* _Instructions to follow_
Would you return every line of the listing below that has "merge" in it?

* _Extracted entries_
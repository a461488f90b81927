use anyhow::{Context, Result};
use figment::providers::{Env, Format, Serialized, Yaml};
use figment::Figment;
use thiserror::Error;

use crate::domain::models::config::Config;

/// Longest history window accepted, in days.
pub const MAX_WINDOW_DAYS: u32 = 36_500;

/// Configuration error types
#[derive(Error, Debug)]
pub enum ConfigError {
    #[error("Invalid window_days: {0}. Must be between 1 and 36500")]
    InvalidWindowDays(u32),

    #[error("Invalid suspicious_window: {0}. Must be at least 1")]
    InvalidSuspiciousWindow(u32),

    #[error("Invalid min_suspicious_runs: {0}. Must be between 1 and suspicious_window ({1})")]
    InvalidMinSuspiciousRuns(u32, u32),

    #[error("Invalid failure ratio band [{0}, {1}]. Bounds must lie in [0, 1] with min <= max")]
    InvalidFailureRatioBand(f64, f64),

    #[error("Invalid log level: {0}. Must be one of: trace, debug, info, warn, error")]
    InvalidLogLevel(String),

    #[error("Invalid log format: {0}. Must be one of: json, pretty")]
    InvalidLogFormat(String),

    #[error("Invalid log rotation: {0}. Must be one of: daily, hourly, never")]
    InvalidRotation(String),

    #[error("Database path cannot be empty")]
    EmptyDatabasePath,

    #[error("Invalid max_connections: {0}. Must be at least 1")]
    InvalidMaxConnections(u32),
}

/// Configuration loader with hierarchical merging
pub struct ConfigLoader;

impl ConfigLoader {
    /// Load configuration with hierarchical merging
    ///
    /// Precedence (lowest to highest):
    /// 1. Programmatic defaults (Serialized)
    /// 2. .flaky/config.yaml (project config)
    /// 3. .flaky/local.yaml (local overrides, optional)
    /// 4. Environment variables (FLAKY_* prefix, `__` separates nested keys)
    pub fn load() -> Result<Config> {
        let config: Config = Figment::new()
            .merge(Serialized::defaults(Config::default()))
            .merge(Yaml::file(".flaky/config.yaml"))
            .merge(Yaml::file(".flaky/local.yaml"))
            .merge(Env::prefixed("FLAKY_").split("__"))
            .extract()
            .context("Failed to extract configuration from figment")?;

        Self::validate(&config)?;
        Ok(config)
    }

    /// Load configuration from a specific file
    pub fn load_from_file(path: impl AsRef<std::path::Path>) -> Result<Config> {
        let config: Config = Figment::new()
            .merge(Serialized::defaults(Config::default()))
            .merge(Yaml::file(path.as_ref()))
            .extract()
            .context(format!(
                "Failed to load config from {}",
                path.as_ref().display()
            ))?;

        Self::validate(&config)?;
        Ok(config)
    }

    /// Validate configuration after loading
    pub fn validate(config: &Config) -> Result<(), ConfigError> {
        let analysis = &config.analysis;

        if analysis.window_days == 0 || analysis.window_days > MAX_WINDOW_DAYS {
            return Err(ConfigError::InvalidWindowDays(analysis.window_days));
        }

        if analysis.suspicious_window == 0 {
            return Err(ConfigError::InvalidSuspiciousWindow(analysis.suspicious_window));
        }

        if analysis.min_suspicious_runs == 0
            || analysis.min_suspicious_runs > analysis.suspicious_window
        {
            return Err(ConfigError::InvalidMinSuspiciousRuns(
                analysis.min_suspicious_runs,
                analysis.suspicious_window,
            ));
        }

        let in_unit = |v: f64| (0.0..=1.0).contains(&v);
        if !in_unit(analysis.min_failure_ratio)
            || !in_unit(analysis.max_failure_ratio)
            || analysis.min_failure_ratio > analysis.max_failure_ratio
        {
            return Err(ConfigError::InvalidFailureRatioBand(
                analysis.min_failure_ratio,
                analysis.max_failure_ratio,
            ));
        }

        if config.database.path.is_empty() {
            return Err(ConfigError::EmptyDatabasePath);
        }

        if config.database.max_connections == 0 {
            return Err(ConfigError::InvalidMaxConnections(
                config.database.max_connections,
            ));
        }

        let valid_log_levels = ["trace", "debug", "info", "warn", "error"];
        if !valid_log_levels.contains(&config.logging.level.as_str()) {
            return Err(ConfigError::InvalidLogLevel(config.logging.level.clone()));
        }

        let valid_log_formats = ["json", "pretty"];
        if !valid_log_formats.contains(&config.logging.format.as_str()) {
            return Err(ConfigError::InvalidLogFormat(config.logging.format.clone()));
        }

        let valid_rotations = ["daily", "hourly", "never"];
        if !valid_rotations.contains(&config.logging.rotation.as_str()) {
            return Err(ConfigError::InvalidRotation(config.logging.rotation.clone()));
        }

        Ok(())
    }
}
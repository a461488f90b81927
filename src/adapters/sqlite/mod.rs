//! SQLite build-history adapter.

pub mod build_history;
pub mod connection;
pub mod migrations;

pub use build_history::SqliteBuildHistory;
pub use connection::{create_pool, create_test_pool, database_url, ConnectionError, PoolConfig};
pub use migrations::{all_embedded_migrations, Migration, MigrationError, Migrator};

use sqlx::SqlitePool;

use crate::domain::models::DatabaseConfig;

#[derive(Debug, thiserror::Error)]
pub enum DatabaseError {
    #[error("Connection error: {0}")]
    Connection(#[from] ConnectionError),
    #[error("Migration error: {0}")]
    Migration(#[from] MigrationError),
}

/// Open (creating if needed) the database at `database_url` and migrate it.
pub async fn initialize_database(
    database_url: &str,
    config: Option<PoolConfig>,
) -> Result<SqlitePool, DatabaseError> {
    let pool = create_pool(database_url, config).await?;
    Migrator::new(pool.clone())
        .run_embedded_migrations(all_embedded_migrations())
        .await?;
    Ok(pool)
}

/// Open the database described by `config`.
pub async fn initialize_from_config(config: &DatabaseConfig) -> Result<SqlitePool, DatabaseError> {
    initialize_database(&database_url(&config.path), Some(PoolConfig::from(config))).await
}

/// Create an in-memory test pool with all migrations applied.
pub async fn create_migrated_test_pool() -> Result<SqlitePool, DatabaseError> {
    let pool = create_test_pool().await?;
    Migrator::new(pool.clone())
        .run_embedded_migrations(all_embedded_migrations())
        .await?;
    Ok(pool)
}
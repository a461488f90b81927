//! Per build type and per agent failure-rate aggregation.

use std::collections::HashMap;

use crate::domain::models::{FailureRate, RawExecutionRecord};

/// Failure rates of one test along both dimensions.
#[derive(Debug, Clone, Default, PartialEq, Eq)]
pub struct FailureRates {
    pub by_build_type: HashMap<String, FailureRate>,
    pub by_agent: HashMap<String, FailureRate>,
}

/// Group a test's executions by build type and by agent.
///
/// Only dimensions that actually ran appear in the output.
pub fn aggregate(records: &[RawExecutionRecord]) -> FailureRates {
    let mut rates = FailureRates::default();

    for record in records {
        let failed = record.is_failure();
        rates
            .by_build_type
            .entry(record.build_type_id.clone())
            .or_insert_with(|| FailureRate::new(0, 0))
            .record(failed);
        rates
            .by_agent
            .entry(record.agent_name.clone())
            .or_insert_with(|| FailureRate::new(0, 0))
            .record(failed);
    }

    rates
}

#[cfg(test)]
mod tests {
    use super::*;
    use crate::domain::models::TestStatus;

    fn record(build_id: i64, status: TestStatus, bt: &str, agent: &str) -> RawExecutionRecord {
        RawExecutionRecord::new(build_id, 1, status, bt, Some(build_id), agent, 0)
    }

    #[test]
    fn test_aggregate_groups_both_dimensions() {
        let records = vec![
            record(1, TestStatus::Ok, "bt1", "agent-a"),
            record(2, TestStatus::Failure, "bt1", "agent-b"),
            record(3, TestStatus::Failure, "bt2", "agent-b"),
        ];

        let rates = aggregate(&records);

        assert_eq!(rates.by_build_type["bt1"], FailureRate::new(2, 1));
        assert_eq!(rates.by_build_type["bt2"], FailureRate::new(1, 1));
        assert_eq!(rates.by_agent["agent-a"], FailureRate::new(1, 0));
        assert_eq!(rates.by_agent["agent-b"], FailureRate::new(2, 2));
    }

    #[test]
    fn test_aggregate_empty() {
        let rates = aggregate(&[]);
        assert!(rates.by_build_type.is_empty());
        assert!(rates.by_agent.is_empty());
    }
}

* _Reply_
            .merge(Serialized::defaults(Config::default()))
            .merge(Yaml::file(".flaky/config.yaml"))
            .merge(Yaml::file(".flaky/local.yaml"))
            .merge(Env::prefixed("FLAKY_").split("__"))
            .merge(Serialized::defaults(Config::default()))
            .merge(Yaml::file(path.as_ref()))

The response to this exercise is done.